A believing free man not more privileged than a believing slave. A believing man not
more privileged than a believing woman.
We’re all on spiritually level ground.
10. In Christ, our ethnicity, our social status, our political power,
our economic status, our sex or gender—they’re of no special advantage before God. Nor are they a hindrance when it comes to our
relationship with Christ.
11. In Christ we’re one big family. No one has superiority. No one has
inferiority. No one has special privileges. No one has special liabilities.
12. A Christian snob is an oxymoron. A high-ranking Christian is a
misnomer. Christianity doesn’t have a caste system. We’re all sinners, we all
stood condemned—we’re equally undeserving of God’s grace.
13. BUT…let’s
not get carried away here. It’s not saying there’s no difference between people. That we lose our distinction and identity when
we become a Christian.
14. When Paul became a believer on the Damascus Road, he didn’t
immediately become a person with no national, ethnic, social, religious, or
sexual identity.
a. Grace Church, for example, is comprised of forgiven believers in Christ, so we should be color blind, right?
And not discriminate on the basis of a person’s color.
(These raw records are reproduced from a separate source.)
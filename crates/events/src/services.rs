//! Shared collaborators handed to every component at construction.

use std::future::Future;
use std::sync::Arc;

use settle_core::{Error, Result, SettleConfig};
use tokio::runtime::Handle;
use tokio::task::JoinHandle;

use crate::hub::{EventHub, HubConfig};
use crate::runner::{TaskRunner, TokioTaskRunner};
use crate::timer::{TimerService, TokioTimerService};

/// Runtime handle, task runner, timer service and configuration.
///
/// Cloning is cheap; clones share the same collaborators.
#[derive(Clone)]
pub struct Services {
    handle: Handle,
    runner: Arc<dyn TaskRunner>,
    timers: Arc<dyn TimerService>,
    config: Arc<SettleConfig>,
}

impl std::fmt::Debug for Services {
    fn fmt(&self, f: &mut std::fmt::Formatter<'_>) -> std::fmt::Result {
        f.debug_struct("Services")
            .field("config", &self.config)
            .finish_non_exhaustive()
    }
}

impl Services {
    /// Tokio-backed collaborators on the current runtime with default config.
    ///
    /// # Errors
    ///
    /// Returns `NoRuntime` when called outside a tokio runtime.
    pub fn current() -> Result<Self> {
        Self::with_config(SettleConfig::default())
    }

    /// Tokio-backed collaborators on the current runtime.
    ///
    /// # Errors
    ///
    /// Returns `NoRuntime` outside a tokio runtime and `ConfigInvalid` when the
    /// config fails validation.
    pub fn with_config(config: SettleConfig) -> Result<Self> {
        config.validate()?;
        let handle = Handle::try_current().map_err(|e| Error::no_runtime(e.to_string()))?;
        Ok(Self {
            runner: Arc::new(TokioTaskRunner::new(handle.clone())),
            timers: Arc::new(TokioTimerService::new(handle.clone())),
            handle,
            config: Arc::new(config),
        })
    }

    /// Assemble from explicit collaborators.
    #[must_use]
    pub fn from_parts(
        handle: Handle,
        runner: Arc<dyn TaskRunner>,
        timers: Arc<dyn TimerService>,
        config: SettleConfig,
    ) -> Self {
        Self {
            handle,
            runner,
            timers,
            config: Arc::new(config),
        }
    }

    #[must_use]
    pub const fn handle(&self) -> &Handle {
        &self.handle
    }

    #[must_use]
    pub fn runner(&self) -> Arc<dyn TaskRunner> {
        self.runner.clone()
    }

    #[must_use]
    pub fn timers(&self) -> Arc<dyn TimerService> {
        self.timers.clone()
    }

    #[must_use]
    pub fn config(&self) -> &SettleConfig {
        &self.config
    }

    /// Spawn a future on the runtime.
    pub fn spawn<F>(&self, future: F) -> JoinHandle<F::Output>
    where
        F: Future + Send + 'static,
        F::Output: Send + 'static,
    {
        self.handle.spawn(future)
    }

    /// A new event hub delivering through this runner.
    pub fn event_hub<K, P>(&self, name: &str) -> EventHub<K, P>
    where
        K: Clone + Eq + std::hash::Hash + std::fmt::Debug + Send + Sync + 'static,
        P: Clone + Send + Sync + 'static,
    {
        EventHub::new(
            self.runner(),
            HubConfig::from_settings(name, &self.config.hub),
        )
    }
}
//! Runtime configuration shared by every settle component.
//!
//! Durations are stored as whole milliseconds so the files stay readable:
//!
//! ```toml
//! [resolution]
//! error_backoff_ms = 250
//!
//! [hooks]
//! dedicated_workers = false
//!
//! [hub]
//! failure_threshold = 5
//!
//! [admission]
//! name = "uploads"
//! ```

use std::path::Path;
use std::time::Duration;

use serde::{Deserialize, Serialize};
use tracing::debug;

use crate::error::Error;
use crate::result::Result;

/// Settings for resolution loops.
#[derive(Debug, Clone, PartialEq, Eq, Serialize, Deserialize)]
#[serde(default, deny_unknown_fields)]
pub struct ResolutionSettings {
    /// Wait after a progress callback fails before trying again.
    pub error_backoff_ms: u64,
}

impl Default for ResolutionSettings {
    fn default() -> Self {
        Self {
            error_backoff_ms: 250,
        }
    }
}

impl ResolutionSettings {
    /// Error backoff as a [`Duration`].
    #[must_use]
    pub const fn error_backoff(&self) -> Duration {
        Duration::from_millis(self.error_backoff_ms)
    }
}

/// Settings for lifecycle hook dispatch.
#[derive(Debug, Clone, Default, PartialEq, Eq, Serialize, Deserialize)]
#[serde(default, deny_unknown_fields)]
pub struct HookSettings {
    /// Run every hook on its own task instead of the ordered delivery worker.
    ///
    /// Enabling this gives up the exit-before-enter ordering guarantee.
    pub dedicated_workers: bool,
}

/// Settings for the event hub.
#[derive(Debug, Clone, PartialEq, Eq, Serialize, Deserialize)]
#[serde(default, deny_unknown_fields)]
pub struct HubSettings {
    /// Consecutive listener failures before a subscriber is skipped.
    pub failure_threshold: u32,
}

impl Default for HubSettings {
    fn default() -> Self {
        Self {
            failure_threshold: 5,
        }
    }
}

/// Settings for admission schedulers.
#[derive(Debug, Clone, PartialEq, Eq, Serialize, Deserialize)]
#[serde(default, deny_unknown_fields)]
pub struct AdmissionSettings {
    /// Name used in log output.
    pub name: String,
}

impl Default for AdmissionSettings {
    fn default() -> Self {
        Self {
            name: "admission".to_string(),
        }
    }
}

/// Top-level configuration.
#[derive(Debug, Clone, Default, PartialEq, Eq, Serialize, Deserialize)]
#[serde(default, deny_unknown_fields)]
pub struct SettleConfig {
    pub resolution: ResolutionSettings,
    pub hooks: HookSettings,
    pub hub: HubSettings,
    pub admission: AdmissionSettings,
}

impl SettleConfig {
    /// Parse and validate a TOML document.
    ///
    /// # Errors
    ///
    /// Returns `TomlParseFailed` on malformed input and `ConfigInvalid` when a
    /// value is out of range.
    pub fn from_toml_str(input: &str) -> Result<Self> {
        let config: Self = toml::from_str(input).map_err(|e| Error::TomlParseFailed {
            reason: e.to_string(),
        })?;
        config.validate()?;
        Ok(config)
    }

    /// Parse and validate a YAML document.
    ///
    /// # Errors
    ///
    /// Returns `YamlParseFailed` on malformed input and `ConfigInvalid` when a
    /// value is out of range.
    pub fn from_yaml_str(input: &str) -> Result<Self> {
        let config: Self = serde_yaml::from_str(input).map_err(|e| Error::YamlParseFailed {
            reason: e.to_string(),
        })?;
        config.validate()?;
        Ok(config)
    }

    /// Load a config file; `.yaml`/`.yml` are parsed as YAML, anything else as TOML.
    ///
    /// # Errors
    ///
    /// Returns `FileReadFailed` if the file cannot be read, otherwise the
    /// parse or validation error.
    pub fn from_file(path: impl AsRef<Path>) -> Result<Self> {
        let path = path.as_ref();
        let contents = std::fs::read_to_string(path)
            .map_err(|e| Error::file_read_failed(path, e.to_string()))?;

        let yaml = matches!(
            path.extension().and_then(|ext| ext.to_str()),
            Some("yaml" | "yml")
        );
        debug!(path = %path.display(), yaml, "Loading configuration");
        if yaml {
            Self::from_yaml_str(&contents)
        } else {
            Self::from_toml_str(&contents)
        }
    }

    /// Check value ranges.
    ///
    /// # Errors
    ///
    /// Returns `ConfigInvalid` naming the offending field.
    pub fn validate(&self) -> Result<()> {
        if self.resolution.error_backoff_ms == 0 {
            return Err(Error::config_invalid(
                "resolution.error_backoff_ms must be greater than zero",
            ));
        }
        if self.hub.failure_threshold == 0 {
            return Err(Error::config_invalid(
                "hub.failure_threshold must be greater than zero",
            ));
        }
        if self.admission.name.trim().is_empty() {
            return Err(Error::config_invalid("admission.name must not be empty"));
        }
        Ok(())
    }
}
b. So if a black person, an African American enters the building, we
wouldn't notice that they’re black, right? We’re color blind. We’d see them as
kind of a grayish color.
c. If a woman entered the building and asked where the ladies room
was, we’d say: Oh, it doesn’t matter
which restroom you use—we’re neither male nor female here—we’re
Christians—we’re like the Apostle Paul.
d. Of if someone came who was in dire financial straights needing
assistance, we’d say: Oh, there are no
economic distinctions in our church—we’re all the same financially.
15. After Paul’s conversion, he was still a freeborn, Jewish,
educated, Roman citizen man. This made him different in many ways. But it
didn’t make him spiritually superior.
16. This was so radical in the first century—it’s still radical today. Try it on for size in India, for
example. Or tell someone in Iraq that women are spiritually equal to men.
17. They’ll laugh at you, take a swing at you, or cut off your head.
C.
ABRAHAM’S SEED AND HEIRS
1.
The final verse of the chapter is the
clincher. V29: If you belong to Christ, then you are Abraham’s seed, and heirs
according to the promise.
2.
The New Testament teaches no universal
fatherhood of God and universal brotherhood of man. It says…if you belong to Christ…then you’re an
heir.
3.
Those who belong to the son are heirs.
Those who don’t are not. No one belongs to the Father who doesn’t belong to the
Son. Jesus made this quite clear.
4.
The law cannot change the promise of God.
The law doesn’t nullify the promise of God.
5.
The law is not greater than the promise of
God. But the law of God is not contrary
to the promise of God. They had different functions, and they did their
functions well.
a. The law of God showed us our utter spiritual helplessness and
weakness. The law never saved anyone. It only showed that they needed saving.
b. The promise of God to Abraham was unconditional. It only required
believing. That one day far down the corridor of time, one particular seed of
Abraham would be born.
c. That seed of Abraham was Christ. He was the one through whom all
nations of the earth would be blessed.
d. The law and promise work together to bring us to the same place—to
Christ.
e. All have sinned—Jew and Gentile, Free and Slave, Male and Female.
We’re all equally condemned sinners. And in Christ we’re all equally forgiven.
6.
The promise of God does what the law could
not do. It does what the law of God was never intended to do.
7.
The promise of God is that through faith
in Christ our sins are forgiven. Whether male, female, slave, free, Jew, or
Gentile.
8.
So that if you belong to Christ, if you are his—it
means that you’re Abraham’s seed—which makes you an heir to the promise of God.